> ACTIVITY
The word to look for is "PathEl". Report every line of the entries below that has it.

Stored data
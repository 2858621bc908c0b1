/// Convenience result type used across clipstory.
pub type StoryResult<T> = Result<T, StoryError>;

/// Top-level error taxonomy used by the scene runtime.
#[derive(thiserror::Error, Debug)]
pub enum StoryError {
    /// Invalid scene data: unknown ids, mismatched palettes, bad durations.
    #[error("validation error: {0}")]
    Validation(String),

    /// Errors while building or sampling animations.
    #[error("animation error: {0}")]
    Animation(String),

    /// Errors while evaluating or rendering a frame.
    #[error("evaluation error: {0}")]
    Evaluation(String),

    /// Errors when serializing or deserializing data structures.
    #[error("serialization error: {0}")]
    Serde(String),

    /// Wrapped lower-level error from dependencies or IO.
    #[error(transparent)]
    Other(#[from] anyhow::Error),
}

impl StoryError {
    /// Build a [`StoryError::Validation`] value.
    pub fn validation(msg: impl Into<String>) -> Self {
        Self::Validation(msg.into())
    }

    /// Build a [`StoryError::Animation`] value.
    pub fn animation(msg: impl Into<String>) -> Self {
        Self::Animation(msg.into())
    }

    /// Build a [`StoryError::Evaluation`] value.
    pub fn evaluation(msg: impl Into<String>) -> Self {
        Self::Evaluation(msg.into())
    }

    /// Build a [`StoryError::Serde`] value.
    pub fn serde(msg: impl Into<String>) -> Self {
        Self::Serde(msg.into())
    }
}

#[cfg(test)]
#[path = "../../tests/unit/foundation/error.rs"]
mod tests;
use std::path::Path;

use anyhow::Context as _;

use crate::{
    encode::ffmpeg::{create_parent_dir, flatten_frame},
    foundation::core::Rgba8,
    foundation::error::StoryResult,
    render::FrameRGBA,
};

/// Write `frame` as an opaque PNG, flattening any alpha over `bg`.
pub fn write_png(frame: &FrameRGBA, bg: Rgba8, path: &Path) -> StoryResult<()> {
    create_parent_dir(path)?;
    let mut opaque = Vec::new();
    flatten_frame(frame, (frame.width, frame.height), bg, &mut opaque)?;

    image::save_buffer_with_format(
        path,
        &opaque,
        frame.width,
        frame.height,
        image::ColorType::Rgba8,
        image::ImageFormat::Png,
    )
    .with_context(|| format!("write png '{}'", path.display()))?;
    Ok(())
}
use std::{collections::HashMap, sync::Arc};

use crate::{
    compile::plan::{DrawOp, RenderPlan, TextOp},
    foundation::core::{Affine, BezPath, Point, Rgba8, Vec2},
    foundation::error::{StoryError, StoryResult},
    render::text_raster::{TextRasterKey, build_fontdb, rasterize_text},
    render::{FrameRGBA, RenderBackend, RenderSettings},
};

/// Software backend on `vello_cpu`. Text goes through `resvg` and is cached per label and size.
pub struct CpuBackend {
    settings: RenderSettings,
    fontdb: Arc<usvg::fontdb::Database>,
    text_cache: HashMap<TextRasterKey, CachedText>,
}

#[derive(Clone)]
struct CachedText {
    image: vello_cpu::Image,
    width: f64,
    height: f64,
    anchor: (f64, f64),
    ink_x0: f64,
    ink_x1: f64,
}

impl CpuBackend {
    pub fn new(settings: RenderSettings) -> Self {
        Self::with_fontdb(settings, build_fontdb())
    }

    /// Share one font database across workers instead of scanning system fonts per backend.
    pub fn with_fontdb(settings: RenderSettings, fontdb: Arc<usvg::fontdb::Database>) -> Self {
        Self {
            settings,
            fontdb,
            text_cache: HashMap::new(),
        }
    }

    pub fn cached_labels(&self) -> usize {
        self.text_cache.len()
    }

    fn text_image(&mut self, op: &TextOp) -> StoryResult<CachedText> {
        let key = TextRasterKey::for_op(op);
        if let Some(hit) = self.text_cache.get(&key) {
            return Ok(hit.clone());
        }

        let raster = rasterize_text(op, &self.fontdb)?;
        let pixmap =
            image_premul_bytes_to_pixmap(&raster.rgba8_premul, raster.width, raster.height)?;
        let cached = CachedText {
            image: vello_cpu::Image {
                image: vello_cpu::ImageSource::Pixmap(Arc::new(pixmap)),
                sampler: vello_cpu::peniko::ImageSampler::default(),
            },
            width: f64::from(raster.width),
            height: f64::from(raster.height),
            anchor: raster.anchor,
            ink_x0: raster.ink_x0,
            ink_x1: raster.ink_x1,
        };
        self.text_cache.insert(key, cached.clone());
        Ok(cached)
    }
}

impl RenderBackend for CpuBackend {
    fn render_plan(&mut self, plan: &RenderPlan) -> StoryResult<FrameRGBA> {
        let width: u16 = plan
            .canvas
            .width
            .try_into()
            .map_err(|_| StoryError::evaluation("canvas width exceeds u16"))?;
        let height: u16 = plan
            .canvas
            .height
            .try_into()
            .map_err(|_| StoryError::evaluation("canvas height exceeds u16"))?;
        if width == 0 || height == 0 {
            return Err(StoryError::evaluation("canvas width/height must be > 0"));
        }

        let mut ctx = vello_cpu::RenderContext::new(width, height);
        ctx.set_paint_transform(vello_cpu::kurbo::Affine::IDENTITY);

        let background = self.settings.clear_rgba.unwrap_or(plan.background);
        ctx.set_transform(vello_cpu::kurbo::Affine::IDENTITY);
        ctx.set_paint(to_cpu_color(background));
        ctx.fill_rect(&vello_cpu::kurbo::Rect::new(
            0.0,
            0.0,
            f64::from(width),
            f64::from(height),
        ));

        for op in &plan.ops {
            draw_op(self, &mut ctx, op)?;
        }

        ctx.flush();
        let mut pixmap = vello_cpu::Pixmap::new(width, height);
        ctx.render_to_pixmap(&mut pixmap);

        Ok(FrameRGBA {
            width: plan.canvas.width,
            height: plan.canvas.height,
            data: pixmap.data_as_u8_slice().to_vec(),
            premultiplied: true,
        })
    }

    fn worker_render_settings(&self) -> Option<RenderSettings> {
        Some(self.settings.clone())
    }
}

fn draw_op(
    backend: &mut CpuBackend,
    ctx: &mut vello_cpu::RenderContext,
    op: &DrawOp,
) -> StoryResult<()> {
    match op {
        DrawOp::FillPath {
            path,
            color,
            opacity,
        } => {
            ctx.set_transform(vello_cpu::kurbo::Affine::IDENTITY);
            ctx.set_paint(to_cpu_color(*color));
            with_opacity(ctx, *opacity, |ctx| ctx.fill_path(&bezpath_to_cpu(path)));
        }
        DrawOp::StrokePath {
            path,
            color,
            width,
            dash,
            opacity,
        } => {
            let mut stroke = vello_cpu::kurbo::Stroke::new(*width)
                .with_caps(vello_cpu::kurbo::Cap::Round)
                .with_join(vello_cpu::kurbo::Join::Round);
            if let Some(d) = dash {
                stroke = stroke.with_dashes(0.0, [*d, *d]);
            }
            ctx.set_transform(vello_cpu::kurbo::Affine::IDENTITY);
            ctx.set_stroke(stroke);
            ctx.set_paint(to_cpu_color(*color));
            with_opacity(ctx, *opacity, |ctx| ctx.stroke_path(&bezpath_to_cpu(path)));
        }
        DrawOp::Text(text) => {
            let cached = backend.text_image(text)?;
            let origin = text.center - Vec2::new(cached.anchor.0, cached.anchor.1);
            let visible_w = if text.reveal >= 1.0 {
                cached.width
            } else {
                let span = cached.ink_x1 - cached.ink_x0;
                (cached.ink_x0 + span * f64::from(text.reveal.max(0.0))).min(cached.width)
            };
            if visible_w <= 0.0 {
                return Ok(());
            }

            ctx.set_transform(affine_to_cpu(Affine::translate(origin.to_vec2())));
            ctx.set_paint(cached.image);
            with_opacity(ctx, text.opacity, |ctx| {
                ctx.fill_rect(&vello_cpu::kurbo::Rect::new(
                    0.0,
                    0.0,
                    visible_w,
                    cached.height,
                ));
            });
        }
    }
    Ok(())
}

fn with_opacity(
    ctx: &mut vello_cpu::RenderContext,
    opacity: f32,
    draw: impl FnOnce(&mut vello_cpu::RenderContext),
) {
    if opacity < 1.0 {
        ctx.push_opacity_layer(opacity.max(0.0));
        draw(ctx);
        ctx.pop_layer();
    } else {
        draw(ctx);
    }
}

fn to_cpu_color(c: Rgba8) -> vello_cpu::peniko::Color {
    vello_cpu::peniko::Color::from_rgba8(c.r, c.g, c.b, c.a)
}

fn affine_to_cpu(a: Affine) -> vello_cpu::kurbo::Affine {
    vello_cpu::kurbo::Affine::new(a.as_coeffs())
}

fn point_to_cpu(p: Point) -> vello_cpu::kurbo::Point {
    vello_cpu::kurbo::Point::new(p.x, p.y)
}

fn bezpath_to_cpu(path: &BezPath) -> vello_cpu::kurbo::BezPath {
    use kurbo::PathEl;

    let mut out = vello_cpu::kurbo::BezPath::new();
    for &el in path.elements() {
        match el {
            PathEl::MoveTo(p) => out.move_to(point_to_cpu(p)),
            PathEl::LineTo(p) => out.line_to(point_to_cpu(p)),
            PathEl::QuadTo(p1, p2) => out.quad_to(point_to_cpu(p1), point_to_cpu(p2)),
            PathEl::CurveTo(p1, p2, p3) => {
                out.curve_to(point_to_cpu(p1), point_to_cpu(p2), point_to_cpu(p3));
            }
            PathEl::ClosePath => out.close_path(),
        }
    }
    out
}

fn image_premul_bytes_to_pixmap(
    rgba8_premul: &[u8],
    width: u32,
    height: u32,
) -> StoryResult<vello_cpu::Pixmap> {
    let w: u16 = width
        .try_into()
        .map_err(|_| StoryError::evaluation("text raster width exceeds u16"))?;
    let h: u16 = height
        .try_into()
        .map_err(|_| StoryError::evaluation("text raster height exceeds u16"))?;
    if rgba8_premul.len() != width as usize * height as usize * 4 {
        return Err(StoryError::evaluation("text raster byte length mismatch"));
    }

    let mut may_have_opacities = false;
    let mut pixels = Vec::with_capacity(width as usize * height as usize);
    for px in rgba8_premul.chunks_exact(4) {
        let a = px[3];
        may_have_opacities |= a != 255;
        pixels.push(vello_cpu::peniko::color::PremulRgba8 {
            r: px[0],
            g: px[1],
            b: px[2],
            a,
        });
    }

    Ok(vello_cpu::Pixmap::from_parts_with_opacity(
        pixels,
        w,
        h,
        may_have_opacities,
    ))
}

#[cfg(test)]
#[path = "../../tests/unit/render/cpu.rs"]
mod tests;
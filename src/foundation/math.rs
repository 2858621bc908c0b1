#[derive(Clone, Copy, Debug)]
pub(crate) struct Fnv1a64(u64);

impl Fnv1a64 {
    pub(crate) const OFFSET_BASIS: u64 = 0xcbf2_9ce4_8422_2325;
    const PRIME: u64 = 0x0000_0100_0000_01B3;

    pub(crate) fn new(seed: u64) -> Self {
        Self(seed)
    }

    pub(crate) fn new_default() -> Self {
        Self(Self::OFFSET_BASIS)
    }

    pub(crate) fn write_u64(&mut self, v: u64) {
        self.write_bytes(&v.to_le_bytes());
    }

    pub(crate) fn write_bytes(&mut self, bytes: &[u8]) {
        let mut h = self.0;
        for &b in bytes {
            h ^= u64::from(b);
            h = h.wrapping_mul(Self::PRIME);
        }
        self.0 = h;
    }

    pub(crate) fn finish(self) -> u64 {
        self.0
    }
}

pub(crate) fn mul_div255(x: u16, y: u16) -> u16 {
    (((u32::from(x) * u32::from(y)) + 127) / 255) as u16
}
//! Lowering evaluated frames into pixel-space render plans.

pub mod plan;
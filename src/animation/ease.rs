/// Rate functions mapping linear step progress to eased progress.
#[derive(Clone, Copy, Debug, Default, PartialEq, Eq, serde::Serialize, serde::Deserialize)]
pub enum Ease {
    Linear,
    /// Smootherstep (`10t³ − 15t⁴ + 6t⁵`): zero velocity and acceleration at both ends.
    #[default]
    Smooth,
    InQuad,
    OutQuad,
    InOutQuad,
    InCubic,
    OutCubic,
    InOutCubic,
}

impl Ease {
    pub fn apply(self, t: f64) -> f64 {
        let t = t.clamp(0.0, 1.0);
        match self {
            Self::Linear => t,
            Self::Smooth => {
                let s = 1.0 - t;
                t * t * t * (10.0 * s * s + 5.0 * s * t + t * t)
            }
            Self::InQuad => t * t,
            Self::OutQuad => 1.0 - (1.0 - t) * (1.0 - t),
            Self::InOutQuad => {
                if t < 0.5 {
                    2.0 * t * t
                } else {
                    1.0 - ((-2.0 * t + 2.0).powi(2) / 2.0)
                }
            }
            Self::InCubic => t * t * t,
            Self::OutCubic => 1.0 - (1.0 - t).powi(3),
            Self::InOutCubic => {
                if t < 0.5 {
                    4.0 * t * t * t
                } else {
                    1.0 - ((-2.0 * t + 2.0).powi(3) / 2.0)
                }
            }
        }
    }
}

#[cfg(test)]
#[path = "../../tests/unit/animation/ease.rs"]
mod tests;
use crate::{
    animation::anim::{AnimKind, Animation},
    animation::ease::Ease,
    foundation::core::Vec2,
    scene::graph::MobjectId,
};

pub fn fade_in(target: MobjectId) -> Animation {
    Animation::new(AnimKind::FadeIn {
        target,
        shift: Vec2::ZERO,
        scale: 1.0,
    })
}

pub fn fade_out(target: MobjectId) -> Animation {
    Animation::new(AnimKind::FadeOut {
        target,
        shift: Vec2::ZERO,
    })
}

/// Reveal runs at constant speed.
pub fn write(target: MobjectId) -> Animation {
    Animation::new(AnimKind::Write { target }).with_rate(Ease::Linear)
}

pub fn show_creation(target: MobjectId, lag_ratio: f64) -> Animation {
    Animation::new(AnimKind::ShowCreation { target, lag_ratio })
}

pub fn replacement_transform(source: MobjectId, target: MobjectId) -> Animation {
    Animation::new(AnimKind::ReplacementTransform { source, target })
}

pub fn transform(source: MobjectId, target: MobjectId) -> Animation {
    Animation::new(AnimKind::Transform { source, target })
}

/// Stagger `children`; the group clock is linear and each child keeps its own rate.
pub fn lagged_start(children: Vec<Animation>, lag_ratio: f64) -> Animation {
    Animation::new(AnimKind::LaggedStart {
        children,
        lag_ratio,
    })
    .with_rate(Ease::Linear)
}

/// Build one animation per target with `f` and stagger them.
pub fn lagged_start_map(
    targets: impl IntoIterator<Item = MobjectId>,
    lag_ratio: f64,
    f: impl FnMut(MobjectId) -> Animation,
) -> Animation {
    lagged_start(targets.into_iter().map(f).collect(), lag_ratio)
}
//! Sampling a storyboard at a frame index.

pub mod evaluator;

> EXPECTED ANSWER
    use kurbo::PathEl;
            PathEl::MoveTo(p) => out.move_to(point_to_cpu(p)),
            PathEl::LineTo(p) => out.line_to(point_to_cpu(p)),
            PathEl::QuadTo(p1, p2) => out.quad_to(point_to_cpu(p1), point_to_cpu(p2)),
            PathEl::CurveTo(p1, p2, p3) => {
            PathEl::ClosePath => out.close_path(),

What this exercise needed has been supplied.